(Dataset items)
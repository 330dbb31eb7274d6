mod cli;

use cli::{Args, Command};
use pc_builder::adapters::outbound::console::{BuildEventReporter, StderrProgressReporter};
use pc_builder::adapters::outbound::filesystem::FileSystemBuildStore;
use pc_builder::application::dto::{CompareRequest, OutputFormat};
use pc_builder::application::factories::{
    CatalogSourceFactory, FormatterFactory, PresenterFactory, PresenterType, SourceSettings,
};
use pc_builder::application::use_cases::{
    BrowseCatalogUseCase, CompareComponentsUseCase, ManageBuildUseCase,
};
use pc_builder::catalog::services::DEFAULT_PAGE_SIZE;
use pc_builder::config::{self, ConfigFile};
use pc_builder::shared::error::ExitCode;
use pc_builder::shared::Result;
use std::path::PathBuf;
use std::process;
use std::rc::Rc;
use std::sync::Arc;
use tracing_subscriber::EnvFilter;

const DEFAULT_CATALOG_DIR: &str = "catalog";
const DEFAULT_BUILD_FILE: &str = ".pc-build.json";

/// Effective settings after merging CLI options over the config file
#[derive(Debug, PartialEq)]
struct Settings {
    format: OutputFormat,
    source: SourceSettings,
    build_file: PathBuf,
    page_size: usize,
}

#[tokio::main]
async fn main() {
    // clap exits with code 2 on invalid arguments
    let args = Args::parse_args();
    init_tracing(args.verbose);

    match run(args).await {
        Ok(code) => process::exit(code.as_i32()),
        Err(e) => {
            eprintln!("\n❌ An error occurred:\n");
            eprintln!("{}", e);

            for cause in e.chain().skip(1) {
                eprintln!("\nCaused by: {}", cause);
            }

            eprintln!();
            process::exit(ExitCode::ApplicationError.as_i32());
        }
    }
}

/// Logs go to stderr; `RUST_LOG` wins over `--verbose`
fn init_tracing(verbose: bool) {
    let default_level = if verbose { "debug" } else { "warn" };
    let filter =
        EnvFilter::try_from_default_env().unwrap_or_else(|_| EnvFilter::new(default_level));
    let _ = tracing_subscriber::fmt()
        .with_env_filter(filter)
        .with_writer(std::io::stderr)
        .with_target(false)
        .try_init();
}

async fn run(args: Args) -> Result<ExitCode> {
    let config = match &args.config {
        Some(path) => config::load_config_from_path(path)?,
        None => config::discover_config(&std::env::current_dir()?)?.unwrap_or_default(),
    };
    let settings = resolve_settings(&args, config);
    tracing::debug!(?settings, "resolved settings");

    // Create adapters (Dependency Injection)
    let reporter = Arc::new(StderrProgressReporter::new());
    let source = CatalogSourceFactory::create(&settings.source, Arc::clone(&reporter))?;
    let formatter = FormatterFactory::create(settings.format);
    let presenter = PresenterFactory::create(PresenterType::from_output(args.output.clone()));

    let mut exit_code = ExitCode::Success;
    let output = match &args.command {
        Command::List(list) => {
            let use_case = BrowseCatalogUseCase::new(source, Arc::clone(&reporter));
            let view = use_case.execute(list.to_request(settings.page_size)).await?;
            formatter.format_page(&view)?
        }
        Command::Facets { category } => {
            let use_case = BrowseCatalogUseCase::new(source, Arc::clone(&reporter));
            formatter.format_facets(&use_case.facets(*category).await?)?
        }
        Command::Compare { category, ids } => {
            let request = CompareRequest::new(*category, ids.clone())?;
            let view = CompareComponentsUseCase::new(source).execute(request).await?;
            formatter.format_comparison(&view)?
        }
        command => {
            let build_command = command
                .build_command()
                .ok_or_else(|| anyhow::anyhow!("'{:?}' does not work on the build", command))?;
            let store = FileSystemBuildStore::new(settings.build_file.clone());
            let use_case = ManageBuildUseCase::new(source, store, Arc::clone(&reporter))
                .with_observer(Rc::new(BuildEventReporter::new(Arc::clone(&reporter))));
            let response = use_case.execute(build_command).await?;

            if matches!(command, Command::Show { strict: true }) && response.summary.has_notes() {
                exit_code = ExitCode::CompatibilityWarnings;
            }
            formatter.format_build(&response.summary)?
        }
    };

    presenter.present(&output)?;
    Ok(exit_code)
}

fn resolve_settings(args: &Args, config: ConfigFile) -> Settings {
    Settings {
        format: args.format.or(config.format).unwrap_or_default(),
        source: SourceSettings {
            catalog_dir: args
                .catalog_dir
                .clone()
                .or(config.catalog_dir)
                .unwrap_or_else(|| PathBuf::from(DEFAULT_CATALOG_DIR)),
            catalog_url: args.catalog_url.clone().or(config.catalog_url),
        },
        build_file: args
            .build_file
            .clone()
            .or(config.build_file)
            .unwrap_or_else(|| PathBuf::from(DEFAULT_BUILD_FILE)),
        page_size: config.page_size.unwrap_or(DEFAULT_PAGE_SIZE),
    }
}

#[cfg(test)]
mod tests {
    use super::*;
    use clap::Parser;

    fn args(argv: &[&str]) -> Args {
        Args::try_parse_from(std::iter::once("pc-builder").chain(argv.iter().copied())).unwrap()
    }

    #[test]
    fn test_defaults_without_config() {
        let settings = resolve_settings(&args(&["show"]), ConfigFile::default());
        assert_eq!(settings.format, OutputFormat::Markdown);
        assert_eq!(settings.source.catalog_dir, PathBuf::from("catalog"));
        assert_eq!(settings.source.catalog_url, None);
        assert_eq!(settings.build_file, PathBuf::from(".pc-build.json"));
        assert_eq!(settings.page_size, DEFAULT_PAGE_SIZE);
    }

    #[test]
    fn test_config_fills_unset_options() {
        let config = ConfigFile {
            format: Some(OutputFormat::Json),
            catalog_dir: Some(PathBuf::from("parts")),
            catalog_url: Some("https://parts.example.com".to_string()),
            page_size: Some(5),
            ..ConfigFile::default()
        };
        let settings = resolve_settings(&args(&["show"]), config);
        assert_eq!(settings.format, OutputFormat::Json);
        assert_eq!(settings.source.catalog_dir, PathBuf::from("parts"));
        assert_eq!(
            settings.source.catalog_url.as_deref(),
            Some("https://parts.example.com")
        );
        assert_eq!(settings.page_size, 5);
    }

    #[test]
    fn test_cli_overrides_config() {
        let config = ConfigFile {
            format: Some(OutputFormat::Json),
            build_file: Some(PathBuf::from("from-config.json")),
            ..ConfigFile::default()
        };
        let settings = resolve_settings(
            &args(&["show", "-f", "markdown", "--build-file", "cli.json"]),
            config,
        );
        assert_eq!(settings.format, OutputFormat::Markdown);
        assert_eq!(settings.build_file, PathBuf::from("cli.json"));
    }
}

_Directions_. Beginning at the line with "adapters (Dependency Injection)" and stopping after the line with "let formatter = FormatterFactory::create(settings.format);", please write out every line of the data above exactly and nothing else.

_Completed task_.
    // Create adapters (Dependency Injection)
    let reporter = Arc::new(StderrProgressReporter::new());
    let source = CatalogSourceFactory::create(&settings.source, Arc::clone(&reporter))?;
    let formatter = FormatterFactory::create(settings.format);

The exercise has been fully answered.